I looked over at Josh and Laurent, still kneeling over the laptop, talking technology to each other. It was a good choice to get them in on this. I had my misgivings about using people, but I had to use these kids to map Level Zero. Otherwise it'd keep on spreading.
“Time to go in,” Laurent announced. Amrith and Lena looked at each other nervously. Lena grinned.
My stomach tightened.
I wasn't afraid of Arnold or Terry. All they could do was run and look creepy.
But Gary was still down there.
#
The vision faded. I wrestled in my mind to keep it; aside from the vision itself, there was subtext there—background date not stated but known.

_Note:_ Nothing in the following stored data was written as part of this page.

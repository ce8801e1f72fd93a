//! Message codec: parse, validate, sanitize, and re-emit every wire message.
//!
//! Inbound frames are decoded from an untyped [`serde_json::Value`] rather
//! than derived `Deserialize` enums, field by field, so that each field can
//! independently trim → truncate → clamp → default per §4.2 of the spec
//! instead of failing the whole frame on one malformed field. The one
//! exception that aborts decoding is `intervals.items`, which the spec
//! requires to be rejected explicitly as `"Invalid intervals data"`.
//!
//! Outbound messages go through a single `#[derive(Serialize)]` enum so the
//! wire `type` tag and field names can never drift from what a handler
//! constructs.

use std::collections::HashMap;

use once_cell::sync::Lazy;
use regex::Regex;
use serde::Serialize;
use serde_json::Value;
use sha2::{Digest, Sha256};
use uuid::Uuid;

use crate::constants::{
    DEFAULT_ALERT, DEFAULT_INTERVAL_DURATION_SECS, MAX_AVATAR_URL_LEN, MAX_DESCRIPTION_LEN,
    MAX_INTERVAL_DURATION_SECS, MAX_NAME_LEN, MAX_REMAINING_MS, MIN_INTERVAL_DURATION_SECS,
};
use crate::error::DispatchError;
use crate::model::{Interval, IntervalList, TimerStatePublic, UserExternal};

static SESSION_ID_RE: Lazy<Regex> =
    Lazy::new(|| Regex::new(r"^[a-z0-9-]{3,64}$").expect("static regex is valid"));

static CLIENT_ID_RE: Lazy<Regex> =
    Lazy::new(|| Regex::new(r"^[a-f0-9-]{36}$").expect("static regex is valid"));

/// A decoded, sanitized inbound message ready for the broker to act on.
#[derive(Debug, Clone)]
pub enum InboundMessage {
    SessionJoin {
        session_id: String,
        session: SessionFields,
        timer: TimerStatePublic,
        user: UserFields,
    },
    SessionUpdate {
        session: SessionFields,
        timer: Option<TimerStatePublic>,
    },
    TimerUpdate {
        timer: TimerStatePublic,
    },
    UserUpdate {
        user: UserFields,
    },
    UserList,
    Ping,
}

/// Sanitized `{name, description, intervals}` triple shared by `session_join`
/// and `session_update`.
#[derive(Debug, Clone, Default)]
pub struct SessionFields {
    pub name: String,
    pub description: String,
    pub intervals: IntervalList,
}

/// Sanitized `{clientId, name, avatarUrl}` triple. `client_id` has already
/// been passed through [`format_client_id`] by the time this struct exists.
#[derive(Debug, Clone, Default)]
pub struct UserFields {
    pub client_id: String,
    pub name: String,
    pub avatar_url: String,
}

Haze knew what Level Zero was.
And I now thought that the stalker men were anything but natural.
“No...”
My ears pricked. Haze's voice again. It gurgled out the walls, sickeningly low.
There was a tone to Haze's voice that I couldn't place, like he'd lost a battle he'd fought for ages, or like he'd dropped halfway through a long, long road. It was a type of despair tempered by time and hope and determination, wrapped in what could have been.
I made more circles around that room.
What was Level Zero?
This was what Haze thought:
Level Zero wasn't a place. It was a thing. a living alien operating out of a different level of existence than ours. It was a creature that slunk in a strange, formless void. Its tendrils gripped below into the world of space and matter, but also reached above and between.
It lived between time, and the world of force and projection. It was an abomination of physics: the one true glitch that spat in the rules and lived in the world between abstraction and material. It was this that let the Level Zero crowd use their crazy powers.
But for all of its strangeness, Level Zero was alive. Living things hungered. And the stalker men were how it ate.
I did another circle. I found another drop of blood a few rooms down. I touched the blood and raw information went like an electric shock directly to my brain.
Haze had tried to destroy Level Zero.
He'd convinced Lena, Laurent, Amrith and Josh that it could be something fun. He'd used Josh's greed and Laurent's curiosity and Amrith and Lena's aimless, nerdy sense of play. He'd tried to use them to map Level Zero and find the mythical Alias to cure the stalker men and kill Level Zero.
The data streaming through my head clouded my vision. My head whirled. My skin prickled. A jolt ran up my back and a single, clear image rose from the blood.
It was of myself, with glowing blue eyes, standing in Haze's basement.
I'd come for him. I'd come for all of them but only Haze had escaped.
“No... Please stop.”
The voice was a murmur. Unlike before, it was quiet, and I could tell it came from a few rooms away.
I took a left into the next room, turned, and stopped.
Three rooms down, surrounded by a ring of red lights, Haze knelt, streaked with psychedelic blood.
I came closer.
Laurent, Lena and Amrith stood over Haze. Their eyes glowed red, so red it was like their bodies were filled with light. Their eyes washed out the shadows of their faces, bleaching their features uniform. Their skin looked pale in the new light, and drawn back.
I slowly entered the room.
“Going to make me one of them?” He asked.